Records Block Start

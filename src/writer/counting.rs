use log::{info, warn};

use super::EpisodeWriter;
use crate::{error::Result, step::StepData};

/// Counts steps and episodes and logs each finished episode, keeping no step
/// data. Used by `--dry-run`.
#[derive(Debug, Default)]
pub struct CountingWriter {
  steps: u64,
  episodes: u64,
  // steps in the open episode, None when no episode is open
  open_episode: Option<u64>,
}

impl CountingWriter {
  pub fn new() -> CountingWriter {
    CountingWriter::default()
  }

  pub fn steps(&self) -> u64 {
    self.steps
  }

  /// Episodes started so far, the open one included.
  pub fn episodes(&self) -> u64 {
    self.episodes
  }

  pub fn open_episode_len(&self) -> Option<u64> {
    self.open_episode
  }
}

impl EpisodeWriter for CountingWriter {
  fn record_step(&mut self, _data: StepData, is_new_episode: bool) -> Result<()> {
    if is_new_episode {
      self.end_episode()?;
    } else if self.open_episode.is_none() {
      warn!("Step recorded before any episode began, starting one.");
    }
    if self.open_episode.is_none() {
      self.episodes += 1;
    }
    *self.open_episode.get_or_insert(0) += 1;
    self.steps += 1;
    Ok(())
  }

  fn end_episode(&mut self) -> Result<()> {
    if let Some(len) = self.open_episode.take() {
      info!(
        "Episode {} ended: {} steps (dry run, {} steps so far)",
        self.episodes, len, self.steps
      );
    }
    Ok(())
  }

  fn close(&mut self) -> Result<()> {
    self.end_episode()
  }
}

#[cfg(test)]
mod tests {
  use super::*;
  use crate::step::TimeStep;

  fn data() -> StepData {
    StepData {
      timestep: TimeStep::restart(Default::default()),
      action: Default::default(),
      metadata: Default::default(),
      custom_data: None,
    }
  }

  #[test]
  fn counts_steps_and_episodes() {
    let mut writer = CountingWriter::new();
    writer.record_step(data(), true).unwrap();
    writer.record_step(data(), false).unwrap();
    writer.record_step(data(), true).unwrap();
    assert_eq!(writer.steps(), 3);
    assert_eq!(writer.episodes(), 2);
    assert_eq!(writer.open_episode_len(), Some(1));

    writer.close().unwrap();
    assert_eq!(writer.open_episode_len(), None);
    assert_eq!(writer.episodes(), 2);
  }

  #[test]
  fn step_after_ended_episode_opens_another() {
    let mut writer = CountingWriter::new();
    writer.record_step(data(), true).unwrap();
    writer.end_episode().unwrap();
    writer.record_step(data(), false).unwrap();
    assert_eq!(writer.episodes(), 2);
    assert_eq!(writer.open_episode_len(), Some(1));
  }
}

Records Block End

Each record must be printed again, word for word, with nothing dropped.

Answer space
filename src/writer/counting.rs
use log::{info, warn};

use super::EpisodeWriter;
use crate::{error::Result, step::StepData};

/// Counts steps and episodes and logs each finished episode, keeping no step
/// data. Used by `--dry-run`.
#[derive(Debug, Default)]
pub struct CountingWriter {
  steps: u64,
  episodes: u64,
  // steps in the open episode, None when no episode is open
  open_episode: Option<u64>,
}

impl CountingWriter {
  pub fn new() -> CountingWriter {
    CountingWriter::default()
  }

  pub fn steps(&self) -> u64 {
    self.steps
  }

  /// Episodes started so far, the open one included.
  pub fn episodes(&self) -> u64 {
    self.episodes
  }

  pub fn open_episode_len(&self) -> Option<u64> {
    self.open_episode
  }
}

impl EpisodeWriter for CountingWriter {
  fn record_step(&mut self, _data: StepData, is_new_episode: bool) -> Result<()> {
    if is_new_episode {
      self.end_episode()?;
    } else if self.open_episode.is_none() {
      warn!("Step recorded before any episode began, starting one.");
    }
    if self.open_episode.is_none() {
      self.episodes += 1;
    }
    *self.open_episode.get_or_insert(0) += 1;
    self.steps += 1;
    Ok(())
  }

  fn end_episode(&mut self) -> Result<()> {
    if let Some(len) = self.open_episode.take() {
      info!(
        "Episode {} ended: {} steps (dry run, {} steps so far)",
        self.episodes, len, self.steps
      );
    }
    Ok(())
  }

  fn close(&mut self) -> Result<()> {
    self.end_episode()
  }
}

#[cfg(test)]
mod tests {
  use super::*;
  use crate::step::TimeStep;

  fn data() -> StepData {
    StepData {
      timestep: TimeStep::restart(Default::default()),
      action: Default::default(),
      metadata: Default::default(),
      custom_data: None,
    }
  }

  #[test]
  fn counts_steps_and_episodes() {
    let mut writer = CountingWriter::new();
    writer.record_step(data(), true).unwrap();
    writer.record_step(data(), false).unwrap();
    writer.record_step(data(), true).unwrap();
    assert_eq!(writer.steps(), 3);
    assert_eq!(writer.episodes(), 2);
    assert_eq!(writer.open_episode_len(), Some(1));

    writer.close().unwrap();
    assert_eq!(writer.open_episode_len(), None);
    assert_eq!(writer.episodes(), 2);
  }

  #[test]
  fn step_after_ended_episode_opens_another() {
    let mut writer = CountingWriter::new();
    writer.record_step(data(), true).unwrap();
    writer.end_episode().unwrap();
    writer.record_step(data(), false).unwrap();
    assert_eq!(writer.episodes(), 2);
    assert_eq!(writer.open_episode_len(), Some(1));
  }
}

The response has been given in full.